Tjahjo Kumolo, Menteri Dalam Negeri mengatakan, setidaknya ada lima masalah penting yang sampai saat ini belum disepakati oleh kedua belah pihak. Pertama, menyangkut masalah sistem. DPR dan pemerintah sampai saat ini masih belum bersepakat mengenai sistem pemilu yang akan digunakan apakah akan terbuka atau tertutup.
Masalah kedua, soal penambahan kursi di DPR. Pemerintah sampai saat ini masih bersikukuh hanya ingin kursi di DPR ditambah lima saja. Sementara itu, DPR minta 19 kursi tambahan.
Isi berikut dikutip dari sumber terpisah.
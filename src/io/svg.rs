//! SVG serialization of layered drawings
//!
//! Coordinates are written in drawing units with a y-flip so +y points up.
//! The document's physical size carries the unit suffix, so one user unit in
//! the `viewBox` equals one drawing unit. Each layer becomes a `<g>` whose
//! attributes carry the layer style; shapes inherit it.

use std::path::Path;

use crate::composition::style::{LayerStyle, Stroke, Unit};
use crate::geometry::primitives::{LineSegment, Point, Rectangle};
use crate::geometry::shapes::{Shape, ShapeList};
use crate::io::error::{GridError, Result, empty_result};
use crate::io::export::LayeredExporter;

#[derive(Debug, Clone)]
struct SvgLayer {
    name: String,
    style: LayerStyle,
    shapes: Vec<Shape>,
}

/// Writes registered layers to a single SVG document
#[derive(Debug, Clone)]
pub struct SvgExporter {
    unit: Unit,
    layers: Vec<SvgLayer>,
}

impl SvgExporter {
    /// Create an exporter whose coordinates are in `unit`
    pub const fn new(unit: Unit) -> Self {
        Self {
            unit,
            layers: Vec::new(),
        }
    }

    /// Unit coordinates are interpreted in
    pub const fn unit(&self) -> Unit {
        self.unit
    }

    /// Registered layer names in registration order
    pub fn layer_names(&self) -> impl Iterator<Item = &str> + '_ {
        self.layers.iter().map(|layer| layer.name.as_str())
    }

    /// Render the SVG document
    ///
    /// # Errors
    ///
    /// Returns `EmptyResult` if no registered layer holds a shape
    pub fn render(&self) -> Result<String> {
        let all: ShapeList = self
            .layers
            .iter()
            .flat_map(|layer| layer.shapes.iter().copied())
            .collect();
        let (min, max) = all
            .bounds()
            .ok_or_else(|| empty_result(&"SVG export"))?;

        let width = max.x - min.x;
        let height = max.y - min.y;
        let suffix = self.unit.suffix();

        let mut svg = String::from("<?xml version=\"1.0\" encoding=\"UTF-8\" standalone=\"no\"?>\n");
        svg.push_str(&format!(
            "<svg xmlns=\"http://www.w3.org/2000/svg\" width=\"{}{suffix}\" height=\"{}{suffix}\" viewBox=\"{} {} {} {}\">\n",
            number(width),
            number(height),
            number(min.x),
            number(-max.y),
            number(width),
            number(height),
        ));
        svg.push_str("  <g transform=\"scale(1,-1)\">\n");

        for layer in &self.layers {
            svg.push_str(&format!(
                "    <g id=\"{}\"{}>\n",
                escape(&layer.name),
                self.style_attributes(&layer.style)
            ));
            for shape in &layer.shapes {
                svg.push_str("      ");
                svg.push_str(&shape_element(shape));
                svg.push('\n');
            }
            svg.push_str("    </g>\n");
        }

        svg.push_str("  </g>\n</svg>\n");
        Ok(svg)
    }

    fn style_attributes(&self, style: &LayerStyle) -> String {
        let fill = style
            .fill
            .map_or_else(|| "none".to_string(), |color| color.to_hex());
        let mut attributes = format!(" fill=\"{fill}\"");

        match style.stroke {
            Some(stroke) => attributes.push_str(&self.stroke_attributes(&stroke)),
            None => attributes.push_str(" stroke=\"none\""),
        }

        attributes
    }

    fn stroke_attributes(&self, stroke: &Stroke) -> String {
        let mut attributes = format!(
            " stroke=\"{}\" stroke-width=\"{}\"",
            stroke.color.to_hex(),
            number(self.unit.from_millimeters(stroke.weight))
        );

        let pattern = stroke.line_type.pattern();
        if !pattern.is_empty() {
            let dashes = pattern
                .iter()
                .map(|&length| number(self.unit.from_millimeters(length)))
                .collect::<Vec<_>>()
                .join(",");
            attributes.push_str(&format!(" stroke-dasharray=\"{dashes}\""));
        }
        if stroke.line_type.needs_round_cap() {
            attributes.push_str(" stroke-linecap=\"round\"");
        }

        attributes
    }

    fn layer_mut(&mut self, name: &str) -> Result<&mut SvgLayer> {
        self.layers
            .iter_mut()
            .find(|layer| layer.name == name)
            .ok_or_else(|| GridError::UnknownLayer {
                name: name.to_string(),
            })
    }
}

impl LayeredExporter for SvgExporter {
    fn add_layer(&mut self, name: &str, style: LayerStyle) -> Result<()> {
        if self.layers.iter().any(|layer| layer.name == name) {
            return Err(GridError::DuplicateLayer {
                name: name.to_string(),
            });
        }

        self.layers.push(SvgLayer {
            name: name.to_string(),
            style,
            shapes: Vec::new(),
        });
        Ok(())
    }

    fn add_shapes(&mut self, layer: &str, shapes: &ShapeList) -> Result<()> {
        self.layer_mut(layer)?.shapes.extend(shapes.iter().copied());
        Ok(())
    }

    fn write(&self, path: &Path) -> Result<()> {
        let svg = self.render()?;

        if let Some(parent) = path.parent() {
            if !parent.as_os_str().is_empty() {
                std::fs::create_dir_all(parent).map_err(|e| GridError::FileSystem {
                    path: parent.to_path_buf(),
                    operation: "create directory",
                    source: e,
                })?;
            }
        }

        std::fs::write(path, svg).map_err(|e| GridError::FileSystem {
            path: path.to_path_buf(),
            operation: "write file",
            source: e,
        })
    }
}

fn shape_element(shape: &Shape) -> String {
    match shape {
        Shape::Face(rectangle) => rect_element(rectangle),
        Shape::Edge(segment) => line_element(segment),
    }
}

fn rect_element(rectangle: &Rectangle) -> String {
    let min: Point = rectangle.min();
    format!(
        "<rect x=\"{}\" y=\"{}\" width=\"{}\" height=\"{}\"/>",
        number(min.x),
        number(min.y),
        number(rectangle.extent.width),
        number(rectangle.extent.height)
    )
}

fn line_element(segment: &LineSegment) -> String {
    format!(
        "<line x1=\"{}\" y1=\"{}\" x2=\"{}\" y2=\"{}\"/>",
        number(segment.start.x),
        number(segment.start.y),
        number(segment.end.x),
        number(segment.end.y)
    )
}

/// Fixed six-decimal formatting without trailing zeros
fn number(value: f64) -> String {
    let formatted = format!("{value:.6}");
    let trimmed = formatted.trim_end_matches('0').trim_end_matches('.');
    if trimmed == "-0" {
        "0".to_string()
    } else {
        trimmed.to_string()
    }
}

fn escape(text: &str) -> String {
    text.replace('&', "&amp;")
        .replace('<', "&lt;")
        .replace('>', "&gt;")
        .replace('"', "&quot;")
}
/*
 * Unit tests for the call admission policy
 *
 * The unit tests follows the Arrange, Act, Assert pattern.
 *
 * Tests:
 * - test_admit_same_floor_by_state
 * - test_admit_sets_target_when_free
 * - test_admit_queues_behind_target
 * - test_admit_drops_duplicates
 * - test_admit_keeps_fifo_when_target_is_empty
 * - test_call_queue_advance_is_fifo
 */

/***************************************/
/*             Unit tests              */
/***************************************/
#[cfg(test)]
mod dispatcher_tests {
    use crate::elevator::dispatcher::admit;
    use crate::elevator::{Admission, CallQueue};
    use crate::shared::ElevatorState::{
        DoorsClosing, DoorsOpen, DoorsOpening, Idle, Moving, Stopped,
    };

    #[test]
    fn test_admit_same_floor_by_state() {
        // Purpose: Verify that a request for the current floor is handled through the doors

        // Arrange
        let calls = CallQueue::new();

        // Act + Assert
        assert_eq!(admit(Idle, 3, &calls, 3), Admission::OpenDoors);
        assert_eq!(admit(DoorsClosing, 3, &calls, 3), Admission::OpenDoors);
        assert_eq!(admit(DoorsOpen, 3, &calls, 3), Admission::HoldDoors);
        assert_eq!(admit(DoorsOpening, 3, &calls, 3), Admission::AlreadyServing);
        assert_eq!(admit(Moving, 3, &calls, 3), Admission::AlreadyServing);
        assert_eq!(admit(Stopped, 3, &calls, 3), Admission::AlreadyServing);
    }

    #[test]
    fn test_admit_sets_target_when_free() {
        // Purpose: Verify that a new floor becomes the target while idle or in a door cycle

        // Arrange
        let calls = CallQueue::new();

        // Act + Assert
        for state in [Idle, DoorsOpening, DoorsOpen, DoorsClosing] {
            assert_eq!(admit(state, 0, &calls, 4), Admission::SetTarget);
        }
    }

    #[test]
    fn test_admit_queues_behind_target() {
        // Purpose: Verify that a new floor is queued when a target is already set

        // Arrange
        let mut calls = CallQueue::new();
        calls.set_target(5);

        // Act + Assert
        assert_eq!(admit(Moving, 0, &calls, 6), Admission::Enqueue);
        assert_eq!(admit(Stopped, 0, &calls, 6), Admission::Enqueue);
        assert_eq!(admit(DoorsOpen, 0, &calls, 6), Admission::Enqueue);
    }

    #[test]
    fn test_admit_drops_duplicates() {
        // Purpose: Verify that floors already targeted or queued are dropped

        // Arrange
        let mut calls = CallQueue::new();
        calls.set_target(5);
        calls.enqueue(6);

        // Act + Assert
        assert_eq!(admit(Moving, 0, &calls, 5), Admission::Duplicate);
        assert_eq!(admit(Moving, 0, &calls, 6), Admission::Duplicate);
        assert!(!calls.enqueue(6));
        assert!(!calls.set_target(5));
    }

    #[test]
    fn test_admit_keeps_fifo_when_target_is_empty() {
        // Purpose: Verify that a request never jumps ahead of floors already waiting

        // Arrange
        let mut calls = CallQueue::new();
        calls.enqueue(6);

        // Act
        let admission = admit(Idle, 0, &calls, 2);

        // Assert
        assert_eq!(admission, Admission::Enqueue);
    }

    #[test]
    fn test_call_queue_advance_is_fifo() {
        // Purpose: Verify that the queue hands out floors in request order

        // Arrange
        let mut calls = CallQueue::new();
        calls.set_target(1);
        calls.enqueue(4);
        calls.enqueue(2);

        // Act + Assert
        assert_eq!(calls.advance(), Some(4));
        assert_eq!(calls.pending().collect::<Vec<u8>>(), vec![2]);
        assert_eq!(calls.advance(), Some(2));
        assert_eq!(calls.advance(), None);
        assert!(!calls.has_target());
    }
}
/***************************************/
/*        3rd party libraries          */
/***************************************/
use crossbeam_channel as cbc;
use log::{debug, info, warn};
use serde::Serialize;
use std::io::BufRead;
use std::thread::sleep;
use std::time::Duration;

/***************************************/
/*           Local modules             */
/***************************************/
use crate::config::Config;
use crate::elevator::ElevatorFSM;
use crate::requests::{ButtonPanel, PanelLayout, Passenger, ProximityCall};
use crate::shared::{ButtonId, ElevatorSnapshot, ElevatorState};

pub mod command;

pub use command::{Command, ParseCommandError};

/// Screen size the panel layout is computed for.
const SCREEN_WIDTH: f64 = 1600.0;
const SCREEN_HEIGHT: f64 = 900.0;

/***************************************/
/*       Public data structures        */
/***************************************/
#[derive(Serialize, Debug, Clone)]
pub struct SimulationStatus {
    pub elevator: ElevatorSnapshot,
    pub passenger: Passenger,
    #[serde(rename = "litButtons")]
    pub lit_buttons: Vec<ButtonId>,
}

/**
 * One elevator, its panel and a passenger, advanced tick by tick.
 *
 * Commands are applied as they arrive; `tick` then feeds the call key to the
 * proximity adapter, advances the elevator once and refreshes the panel.
 *
 * # Fields
 * - `elevator`:      The cabin state machine.
 * - `panel`:         Cabin button panel.
 * - `passenger`:     The person walking and riding.
 * - `proximity`:     Corridor call adapter.
 * - `call_key_down`: Call key state for the coming tick.
 * - `walk_step`:     Distance of a single step toward the doorway.
 * - `last_state`:    State seen on the previous tick, for transition logging.
 */
pub struct Simulation {
    elevator: ElevatorFSM,
    panel: ButtonPanel,
    passenger: Passenger,
    proximity: ProximityCall,
    call_key_down: bool,
    walk_step: f64,
    last_state: ElevatorState,
}

/***************************************/
/*             Public API              */
/***************************************/
impl Simulation {
    pub fn new(config: &Config) -> Simulation {
        let mut elevator = ElevatorFSM::new(&config.elevator);
        let layout = PanelLayout::new(elevator.n_floors(), SCREEN_WIDTH, SCREEN_HEIGHT);
        let panel = ButtonPanel::new(layout, &mut elevator);
        let last_state = elevator.state();

        Simulation {
            elevator,
            panel,
            passenger: Passenger::new(&config.passenger),
            proximity: ProximityCall::new(),
            call_key_down: false,
            walk_step: config.passenger.walk_step,
            last_state,
        }
    }

    pub fn elevator(&self) -> &ElevatorFSM {
        &self.elevator
    }

    pub fn panel(&self) -> &ButtonPanel {
        &self.panel
    }

    pub fn passenger(&self) -> &Passenger {
        &self.passenger
    }

    /// Applies one command. `Wait`, `Status`, `Layout` and `Quit` belong to the front end and are ignored here.
    pub fn apply(&mut self, command: Command) {
        let inside = self.passenger.is_inside();

        match command {
            Command::Floor(floor) => {
                self.elevator.request_floor(floor);
            }
            Command::Call => self.call_key_down = true,
            Command::Press(button) => {
                if !self.panel.press(button, inside, &mut self.elevator) {
                    debug!("{:?} had no effect", button);
                }
            }
            Command::Click(x, y) => {
                if self.panel.click(x, y, inside, &mut self.elevator).is_none() {
                    debug!("Click at ({}, {}) hit no button", x, y);
                }
            }
            Command::Walk(Some(dx)) => self.passenger.walk(dx, &self.elevator),
            Command::Walk(None) => {
                self.passenger
                    .step_toward_doorway(self.walk_step, &self.elevator)
            }
            Command::Enter => {
                if !self.passenger.try_enter(&self.elevator) {
                    info!("Cannot enter, the cabin is not open at floor {}", self.passenger.floor());
                }
            }
            Command::Exit => {
                if !self.passenger.try_exit(&self.elevator) {
                    info!("Cannot exit, the doors are not open");
                }
            }
            Command::Wait(_) | Command::Status | Command::Layout | Command::Quit => {}
        }
    }

    pub fn tick(&mut self, dt: f64) {
        self.proximity
            .poll(self.call_key_down, &self.passenger, &mut self.elevator);
        self.call_key_down = false;

        self.elevator.update(dt);
        self.panel.refresh(&self.elevator);
        self.passenger.follow(&self.elevator);

        let state = self.elevator.state();
        if state != self.last_state {
            info!("Elevator {} at floor {}", state, self.elevator.current_floor());
            self.last_state = state;
        }
    }

    pub fn status(&self) -> SimulationStatus {
        SimulationStatus {
            elevator: self.elevator.snapshot(),
            passenger: self.passenger.clone(),
            lit_buttons: self.panel.lit_buttons(),
        }
    }
}

/**
 * Reads line commands until end of input and forwards them to `command_tx`.
 *
 * Blank lines and lines starting with `#` are skipped, `wait` pauses the
 * reader itself. Returns when the input ends or the receiver is gone.
 */
pub fn read_commands<R: BufRead>(reader: R, command_tx: cbc::Sender<Command>) {
    for line in reader.lines() {
        let line = match line {
            Ok(line) => line,
            Err(e) => {
                warn!("Failed to read input: {}", e);
                break;
            }
        };

        let line = line.trim();
        if line.is_empty() || line.starts_with('#') {
            continue;
        }

        match line.parse::<Command>() {
            Ok(Command::Wait(seconds)) => sleep(Duration::from_secs_f64(seconds)),
            Ok(command) => {
                if command_tx.send(command).is_err() {
                    break;
                }
            }
            Err(e) => warn!("Ignoring '{}': {}", line, e),
        }
    }
}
Ketiga, soal permintaan tambahan kursi DPD per provinsi dari empat menjadi lima. Keempat, soal ambang batas DPR dan presiden. Untuk ambang batas presiden misalnya, sampai saat ini pemerintah bersikukuh agar ambang batas presiden tetap dipertahankan seperti sekarang, paling sedikit perolehan kursi 20% dari jumlah kursi DPR atau memperoleh 25% suara sah nasional. Sementara itu sejumlah fraksi di DPR masih ingin agar ambang batas untuk pemilihan presiden dinolkan.
Sedangkan masalah kelima, soal pembiayaan saksi . DPR ingin pembiayaan saksi dalam pemilu dibebankan ke APBN sementara pemerintah masih keberatan. "Karena hitungan kami, kalau pemilu saturan itu Rp 15 triliun untuk saksi saja, kalau dua Rp 30 triliun, rakyat bisa marah, uang itu bisa buat bangun puskesmas," katanya di Komplek Istana Negara, Selasa (2/5).
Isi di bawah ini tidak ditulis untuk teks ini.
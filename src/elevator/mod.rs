pub mod call_queue;
pub mod dispatcher;
pub mod fsm;
mod dispatcher_tests;

pub use call_queue::CallQueue;
pub use dispatcher::Admission;
pub use fsm::ElevatorFSM;
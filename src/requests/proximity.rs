/***************************************/
/*        3rd party libraries          */
/***************************************/
use log::info;

/***************************************/
/*           Local modules             */
/***************************************/
use super::passenger::Passenger;
use crate::elevator::ElevatorFSM;

/// Remembers the previous frame's key state so a held key fires once.
#[derive(Debug, Clone, Copy, Default)]
pub struct EdgeDetector {
    was_pressed: bool,
}

impl EdgeDetector {
    pub fn new() -> EdgeDetector {
        EdgeDetector::default()
    }

    /// Feeds this frame's key state, true on a press that was released last frame.
    pub fn rising(&mut self, pressed: bool) -> bool {
        let just_pressed = pressed && !self.was_pressed;
        self.was_pressed = pressed;
        just_pressed
    }
}

/**
 * Calls the cabin to the passenger's floor from the corridor.
 *
 * Fires once per key press, and only for a passenger standing at the doorway
 * outside the cabin.
 */
#[derive(Debug, Clone, Default)]
pub struct ProximityCall {
    call_key: EdgeDetector,
}

impl ProximityCall {
    pub fn new() -> ProximityCall {
        ProximityCall::default()
    }

    pub fn poll(&mut self, pressed: bool, passenger: &Passenger, elevator: &mut ElevatorFSM) -> Option<u8> {
        if !self.call_key.rising(pressed) {
            return None;
        }
        if passenger.is_inside() || !passenger.near_doorway() {
            return None;
        }

        let floor = passenger.floor();
        info!("Elevator called to floor {}", floor);
        elevator.request_floor(floor as i32);
        Some(floor)
    }
}
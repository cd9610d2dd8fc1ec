/***************************************/
/*        3rd party libraries          */
/***************************************/
use std::collections::VecDeque;

/**
 * The active target floor plus the FIFO of floors waiting behind it.
 *
 * A floor never appears twice across `target` and `pending`. Only the
 * dispatcher admits floors, and only the elevator core advances the queue.
 *
 * # Fields
 * - `target`:  Floor the cabin is committed to, if any.
 * - `pending`: Floors waiting in request order.
 */
#[derive(Debug, Clone, Default, PartialEq)]
pub struct CallQueue {
    target: Option<u8>,
    pending: VecDeque<u8>,
}

impl CallQueue {
    pub fn new() -> CallQueue {
        CallQueue::default()
    }

    pub fn target(&self) -> Option<u8> {
        self.target
    }

    pub fn has_target(&self) -> bool {
        self.target.is_some()
    }

    pub fn front(&self) -> Option<u8> {
        self.pending.front().copied()
    }

    pub fn pending(&self) -> impl Iterator<Item = u8> + '_ {
        self.pending.iter().copied()
    }

    pub fn pending_len(&self) -> usize {
        self.pending.len()
    }

    /// True if `floor` is the active target or already waiting.
    pub fn contains(&self, floor: u8) -> bool {
        self.target == Some(floor) || self.pending.contains(&floor)
    }

    pub(super) fn set_target(&mut self, floor: u8) -> bool {
        if self.contains(floor) {
            return false;
        }
        self.target = Some(floor);
        true
    }

    pub(super) fn enqueue(&mut self, floor: u8) -> bool {
        if self.contains(floor) {
            return false;
        }
        self.pending.push_back(floor);
        true
    }

    /// Replaces the target with the next pending floor.
    pub(super) fn advance(&mut self) -> Option<u8> {
        self.target = self.pending.pop_front();
        self.target
    }

    pub(super) fn clear_target(&mut self) {
        self.target = None;
    }
}
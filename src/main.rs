/* 3rd party libraries */
use clap::Arg;
use crossbeam_channel as cbc;
use log::{info, warn};
use std::io;
use std::thread::Builder;
use std::time::{Duration, Instant};

/* Custom libraries */
use simulation::{Command, Simulation};

/* Modules */
mod config;
mod elevator;
mod requests;
mod shared;
mod simulation;

/* Main */
fn main() {
    // Initialize logging, RUST_LOG overrides the default level
    env_logger::Builder::from_env(env_logger::Env::default().default_filter_or("info")).init();

    let matches = clap::Command::new("elevator-sim")
        .version(env!("CARGO_PKG_VERSION"))
        .about("Tick-driven simulation of a single elevator, controlled from stdin")
        .arg(
            Arg::new("config")
                .short('c')
                .long("config")
                .value_name("FILE")
                .takes_value(true)
                .default_value("config.toml")
                .help("Path to the TOML configuration file"),
        )
        .get_matches();

    // Load the configuration
    let config_path = matches.value_of("config").unwrap_or("config.toml");
    let config = unwrap_or_exit!(config::load_config(config_path), "Failed to load configuration");

    // Input channel
    let (command_tx, command_rx) = cbc::unbounded::<Command>();

    // Start the input reader
    let input_thread = Builder::new().name("input".into());
    unwrap_or_exit!(
        input_thread.spawn(move || simulation::read_commands(io::stdin().lock(), command_tx)),
        "Failed to start input thread"
    );

    // Start the simulation
    let mut sim = Simulation::new(&config);
    let frame_time = Duration::from_secs_f64(1.0 / config.simulation.tick_rate);
    let mut last_tick = Instant::now();
    info!(
        "Elevator ready at floor {} of {}",
        sim.elevator().current_floor(),
        sim.elevator().n_floors()
    );

    loop {
        // All input of a frame is applied before the elevator is advanced
        cbc::select! {
            recv(command_rx) -> command => {
                match command {
                    Ok(Command::Quit) | Err(_) => break,
                    Ok(Command::Status) => match serde_json::to_string(&sim.status()) {
                        Ok(status) => println!("{}", status),
                        Err(e) => warn!("Failed to serialize status: {}", e),
                    },
                    Ok(Command::Layout) => match serde_json::to_string(sim.panel().layout()) {
                        Ok(layout) => println!("{}", layout),
                        Err(e) => warn!("Failed to serialize layout: {}", e),
                    },
                    Ok(command) => sim.apply(command),
                }
            }
            default(frame_time) => {}
        }

        let elapsed = last_tick.elapsed();
        if elapsed >= frame_time {
            sim.tick(elapsed.as_secs_f64());
            last_tick = Instant::now();
        }
    }

    info!("Shutting down");
}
Pramono Anung, Sekretaris Kabinet optimistis, walau masih menghadapi ganjalan pembahasan revisi UU Penyelenggaraan Pemilu akan dituntaskan sesuai target. "Biasanya last minute akan ada penyelesaian, karena kalau tidak uu sebelumnya digunakan," katanya.
Pemerintah menggodog revisi UU Pemilu karena mereka melihat ada banyak masalah yang harus segera diselesaikan dalam payung hukum tersebut. Salah satu masalah, keharusan bagi anggota DPR dan PNS untuk mengundurkan diri dari jabatannya saat mereka ingin maju menjadi calon kepala daerah.